Muhafızları yenmek, lineer, daha geleneksel 3D Sonic seviyelerine erişmenizi sağlayan Cyber Space Gears’ı verir. Bu aşamalar, eylemi genellikle birkaç dakikadan daha kısa süren, ısırık büyüklüğünde parçalar halinde yoğunlaştırır. Her aşamada, ana hikayeyi ilerletmek için ana koleksiyon olan bir Kaos Zümrüt Kasası Anahtarı veren dört hedef bulunur.
Tüm bu hedeflere ulaşmak için seviyeleri tekrar tekrar oynamayı çok sevdim; bu dallanma aşamalarını verimli bir şekilde hızlandırmak, inancın ötesinde tatmin edicidir. Bununla birlikte, S-Seviyesi süreleri zayıf bir şekilde dengelenmiştir, yani bazen ilk denememde bu süreye ulaşabilirim, diğerleri ise mükemmel bir koşu yakalamadığınız sürece gerçekçi olmaz.

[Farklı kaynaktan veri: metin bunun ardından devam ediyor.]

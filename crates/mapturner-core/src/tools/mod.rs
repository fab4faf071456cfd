//! External utilities: `ogr2ogr` for format conversion and clipping,
//! `topojson` for topology encoding.
//!
//! Commands are built as argv lists and run without a shell, so filter
//! expressions and paths reach the utility exactly as configured.

mod args;
mod process;

pub use args::{clip_extent, merge, ogr2ogr, topojson};
pub use process::ProcessRunner;

use std::ffi::OsString;
use std::fmt;

#[derive(Debug, Clone, Copy, PartialEq, Eq)]
pub enum Tool {
    Ogr2ogr,
    Topojson,
}

impl Tool {
    pub fn name(self) -> &'static str {
        match self {
            Tool::Ogr2ogr => "ogr2ogr",
            Tool::Topojson => "topojson",
        }
    }
}

impl fmt::Display for Tool {
    fn fmt(&self, f: &mut fmt::Formatter<'_>) -> fmt::Result {
        f.pad(self.name())
    }
}

/// One fully built command line.
#[derive(Debug, Clone, PartialEq, Eq)]
pub struct Invocation {
    pub tool: Tool,
    /// Executable name or path.
    pub program: String,
    pub args: Vec<OsString>,
}

impl Invocation {
    /// Arguments as UTF-8 (lossy), for logging and assertions.
    pub fn arg_strings(&self) -> Vec<String> {
        self.args
            .iter()
            .map(|a| a.to_string_lossy().into_owned())
            .collect()
    }
}

impl fmt::Display for Invocation {
    fn fmt(&self, f: &mut fmt::Formatter<'_>) -> fmt::Result {
        write!(f, "{}", self.program)?;
        for arg in self.arg_strings() {
            if arg.is_empty() || arg.contains(char::is_whitespace) {
                write!(f, " {:?}", arg)?;
            } else {
                write!(f, " {}", arg)?;
            }
        }
        Ok(())
    }
}

/// What a finished utility reported back.
#[derive(Debug, Clone, Default, PartialEq, Eq)]
pub struct ToolOutput {
    pub success: bool,
    /// Exit code; `None` if killed by a signal.
    pub code: Option<i32>,
    pub stderr: String,
}

/// A utility that exited unsuccessfully.
#[derive(Debug, Clone, PartialEq, Eq)]
pub struct ToolFailure {
    pub tool: Tool,
    /// Layer being processed; `None` for the merge pass.
    pub layer: Option<String>,
    pub code: Option<i32>,
    pub stderr: String,
}

impl fmt::Display for ToolFailure {
    fn fmt(&self, f: &mut fmt::Formatter<'_>) -> fmt::Result {
        write!(f, "{} failed", self.tool)?;
        match &self.layer {
            Some(layer) => write!(f, " for layer `{}`", layer)?,
            None => write!(f, " while merging")?,
        }
        match self.code {
            Some(code) => write!(f, " (exit {})", code)?,
            None => write!(f, " (terminated by signal)")?,
        }
        if let Some(line) = self.stderr.lines().find(|l| !l.trim().is_empty()) {
            write!(f, ": {}", line.trim())?;
        }
        Ok(())
    }
}

/// Runs external utilities. Blocks until the utility exits.
pub trait ToolRunner {
    /// `Err` only when the program could not be started.
    fn run(&self, invocation: &Invocation) -> std::io::Result<ToolOutput>;
}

Her adanın doruk noktası, o bölgenin Titan’ına karşı büyük bir patron savaşıdır. Her Titan savaşı büyük ölçüde farklıdır, ancak hepsinde Super Sonic olarak inanılmayacak kadar büyük bir düşmanla karşı karşıyasınız. Sonic’in altın formu yenilmez olduğundan ancak halkaları yavaş yavaş tükettiğinden, savaşlar hasar endişesinden çok zamanı yenmek üzerinedir. Bu dinamik genellikle hüsrana yol açar, çünkü saldırıları ve mermi spam’leri, çalma sayınızın düşüşünü izlerken sizi geciktirmek içindir. Ancak, bir anime kredisi dizisinden doğrudan kopmuş hissi veren müzik ve her geçişte daha doruk noktasına ulaşan çok aşamalı savaşlar ile, bu savaşların destansı, abartılı doğası beni kazandı ve en unutulmaz anlardan bazılarını sağladı. oyun.

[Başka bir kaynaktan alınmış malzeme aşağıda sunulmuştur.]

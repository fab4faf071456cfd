use mapturner_core::logging;

mod cli;

use crate::cli::CliCommand;

fn main() {
    // Initialize logging as early as possible; fall back to stderr if the state dir is unusable.
    if logging::init_logging().is_err() {
        logging::init_logging_stderr();
    }

    // Parse CLI and dispatch.
    if let Err(err) = CliCommand::run_from_args() {
        eprintln!("mapturner error: {:#}", err);
        std::process::exit(1);
    }
}
//! Cache filenames for remote sources.

/// True when `path` starts with a URI scheme (`http://`, `ftp://`, ...).
pub fn is_remote(path: &str) -> bool {
    match path.split_once("://") {
        Some((scheme, _)) => !scheme.is_empty() && scheme.chars().all(|c| c.is_ascii_alphabetic()),
        None => false,
    }
}

/// Extracts the last path segment from a URL, sanitized for use as a
/// filename in the data directory.
///
/// Returns `None` if the URL cannot be parsed or the path is empty/root.
pub fn filename_from_url(url: &str) -> Option<String> {
    let parsed = url::Url::parse(url).ok()?;
    let segment = parsed.path().split('/').filter(|s| !s.is_empty()).last()?;
    let name = sanitize_filename(segment);
    if name.is_empty() || name == "." || name == ".." {
        return None;
    }
    Some(name)
}

/// Replaces NUL, `/`, `\` and control characters with `_` and trims
/// leading/trailing spaces and dots. Length is capped at 255 bytes (NAME_MAX).
fn sanitize_filename(name: &str) -> String {
    const NAME_MAX: usize = 255;

    let replaced: String = name
        .chars()
        .map(|c| {
            if c == '\0' || c == '/' || c == '\\' || c.is_control() {
                '_'
            } else {
                c
            }
        })
        .collect();

    let trimmed = replaced.trim_matches(|c| c == ' ' || c == '.');

    if trimmed.len() > NAME_MAX {
        let mut take = NAME_MAX;
        while take > 0 && !trimmed.is_char_boundary(take) {
            take -= 1;
        }
        trimmed[..take].to_string()
    } else {
        trimmed.to_string()
    }
}
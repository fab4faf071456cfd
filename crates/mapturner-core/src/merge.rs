//! Final topojson pass combining every layer into one file.

use std::fs;
use std::path::PathBuf;

use crate::context::RunContext;
use crate::error::{Error, Result};
use crate::tools::{self, ToolFailure, ToolRunner};

/// Merge per-layer outputs (in the given order) into `ctx.output_path`.
pub fn merge_layers<R: ToolRunner>(
    ctx: &RunContext,
    runner: &R,
    inputs: &[PathBuf],
) -> Result<Option<ToolFailure>> {
    if let Some(parent) = ctx.output_path.parent().filter(|p| !p.as_os_str().is_empty()) {
        fs::create_dir_all(parent).map_err(|e| Error::io(parent, e))?;
    }
    tracing::info!(
        "merging {} layer(s) into {}",
        inputs.len(),
        ctx.output_path.display()
    );
    let invocation = tools::merge(&ctx.config.tools.topojson, &ctx.output_path, inputs);
    ctx.run_tool(runner, &invocation, None)
}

Bu abartılı patron savaşlarının büyük ölçeğiyle yan yana gelen Sonic’in macerası, büyük ölçüde yalnız bir deneyimdir. Arkadaşları ve yaramaz bir AI karakteri ile ara sıra etkileşimler için tasarruf edin, kahramanımız yalnız başına gider. Bu, minimalist müzik notası ile birleştiğinde, serinin hız temasına görünüşte karşıt olmasına rağmen, daha çok hoşuma giden düşünceli bir ton oluşturuyor.

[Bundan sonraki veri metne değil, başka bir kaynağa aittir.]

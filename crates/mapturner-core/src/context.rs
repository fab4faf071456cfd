//! Immutable per-run state handed to every pipeline stage.

use std::path::{Path, PathBuf};

use crate::config::MapConfig;
use crate::error::{Error, Result};
use crate::tools::{Invocation, ToolFailure, ToolRunner};

/// What to do when ogr2ogr or topojson exits unsuccessfully.
#[derive(Debug, Clone, Copy, PartialEq, Eq, Default)]
pub enum FailurePolicy {
    /// Log the failure, record it in the report and keep going.
    #[default]
    Continue,
    /// Stop the run with `Error::ToolFailed`.
    Abort,
}

#[derive(Debug, Clone)]
pub struct RunContext {
    pub config: MapConfig,
    /// Downloads, extraction directories and per-layer outputs.
    pub data_dir: PathBuf,
    /// Merged TopoJSON destination.
    pub output_path: PathBuf,
    pub policy: FailurePolicy,
}

impl RunContext {
    pub fn new(config: MapConfig, data_dir: impl Into<PathBuf>, output_path: impl Into<PathBuf>) -> Self {
        Self {
            config,
            data_dir: data_dir.into(),
            output_path: output_path.into(),
            policy: FailurePolicy::default(),
        }
    }

    pub fn with_policy(mut self, policy: FailurePolicy) -> Self {
        self.policy = policy;
        self
    }

    /// `<data_dir>/<layer>.json`
    pub fn layer_output(&self, layer: &str) -> PathBuf {
        self.data_dir.join(format!("{layer}.json"))
    }

    pub fn output_path(&self) -> &Path {
        &self.output_path
    }

    /// Runs one utility and applies the failure policy. Returns the recorded
    /// failure under `Continue`; a launch error is always fatal.
    pub(crate) fn run_tool<R: ToolRunner>(
        &self,
        runner: &R,
        invocation: &Invocation,
        layer: Option<&str>,
    ) -> Result<Option<ToolFailure>> {
        let output = runner.run(invocation).map_err(|source| Error::ToolLaunch {
            tool: invocation.program.clone(),
            source,
        })?;
        let stderr = output.stderr.trim();

        if output.success {
            if !stderr.is_empty() {
                tracing::info!("{}: {}", invocation.tool, stderr);
            }
            return Ok(None);
        }

        let failure = ToolFailure {
            tool: invocation.tool,
            layer: layer.map(str::to_string),
            code: output.code,
            stderr: stderr.to_string(),
        };
        tracing::warn!("{}", failure);
        if !stderr.is_empty() {
            tracing::warn!("{} stderr:\n{}", invocation.tool, stderr);
        }
        match self.policy {
            FailurePolicy::Continue => Ok(Some(failure)),
            FailurePolicy::Abort => Err(Error::ToolFailed(failure)),
        }
    }
}
//! The layer pipeline. Sources for all layers are resolved first, then each
//! layer is converted in declaration order, then everything is merged.

mod report;

pub use report::RunReport;

use std::fs;

use crate::context::RunContext;
use crate::convert::{self, LayerOutcome};
use crate::error::{Error, Result};
use crate::merge;
use crate::source::{CurlFetcher, Fetcher, SourceResolver};
use crate::tools::{ProcessRunner, ToolRunner};

pub struct Pipeline<R = ProcessRunner, F = CurlFetcher> {
    ctx: RunContext,
    resolver: SourceResolver<F>,
    runner: R,
}

impl Pipeline<ProcessRunner, CurlFetcher> {
    /// Pipeline with real subprocesses and libcurl downloads.
    pub fn new(ctx: RunContext) -> Self {
        Self::with_parts(ctx, ProcessRunner, CurlFetcher::default())
    }
}

impl<R: ToolRunner, F: Fetcher> Pipeline<R, F> {
    pub fn with_parts(ctx: RunContext, runner: R, fetcher: F) -> Self {
        let resolver = SourceResolver::new(ctx.data_dir.clone(), fetcher);
        Self {
            ctx,
            resolver,
            runner,
        }
    }

    pub fn context(&self) -> &RunContext {
        &self.ctx
    }

    pub fn runner(&self) -> &R {
        &self.runner
    }

    pub fn resolver(&self) -> &SourceResolver<F> {
        &self.resolver
    }

    /// Process every layer, then merge. Stops at the first fatal error; tool
    /// failures are handled per `ctx.policy`.
    pub fn run(&self) -> Result<RunReport> {
        fs::create_dir_all(&self.ctx.data_dir).map_err(|e| Error::io(&self.ctx.data_dir, e))?;

        // Every source must be available before any utility runs.
        let mut inputs = Vec::with_capacity(self.ctx.config.layers.len());
        for (name, spec) in &self.ctx.config.layers {
            tracing::debug!("resolving {} from {}", name, spec.path);
            let input = self.resolver.resolve(&spec.path)?;
            convert::ensure_output_is_not_source(name, &input, &self.ctx.layer_output(name))?;
            inputs.push(input);
        }

        let mut layers: Vec<LayerOutcome> = Vec::with_capacity(inputs.len());
        for ((name, spec), input) in self.ctx.config.layers.iter().zip(&inputs) {
            tracing::info!("processing {} ({})", name, spec.kind);
            let outcome = convert::convert_layer(&self.ctx, &self.runner, name, spec, input)?;
            layers.push(outcome);
        }

        let outputs: Vec<_> = layers.iter().map(|l| l.output.clone()).collect();
        let merge_failure = merge::merge_layers(&self.ctx, &self.runner, &outputs)?;

        Ok(RunReport {
            layers,
            merge_failure,
            output: self.ctx.output_path.clone(),
        })
    }
}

Bu ton daha kasvetli anlatıya uyuyor. Kendi adını taşıyan mavi kirpi hala aynı eğlenceyi seven hızcı. Ancak, uzun zaman önce trajedi olmuş gibi görünen gizemli bir türün etrafında dönen bir hikaye ile bu hikaye, oyunlarda şimdiye kadarki en olgun Sonic’tir ve büyük ölçüde işe yarar. Hikaye, dizi tarihindeki en iyi karakter anlarından bazılarını ve bağlamsal geri aramaları içeriyor; Sonic 3’ten Sonic Forces’a kadar, katı hayranlar, karakterlerin önceki maceralarına yaptıkları geçici göndermelere bayılacaklar. Sohbeti bozmayacağım, ancak Sonic’in bir arkadaşıyla kişisel gelişim hakkında yaptığı bir sohbet, franchise’ın hiç olmadığı kadar içten.
Sınırları zor olsa da Sonic Frontiers, son yılların en iyi 3D Sonic oyunudur. Açık alan konseptine yönelik bu ilk girişim takdire şayan bir çaba ve Sonic Team’in bu formülü ilerideki girişlerde nasıl yineleyeceğini görmek için sabırsızlanıyorum, ancak bunun formülün son şekli olmadığı açık. Şimdilik, Sonic Frontiers, Sega’nın hızlı maskotu için cesur yeni bir dünyaya sağlam bir ilk adım olarak duruyor.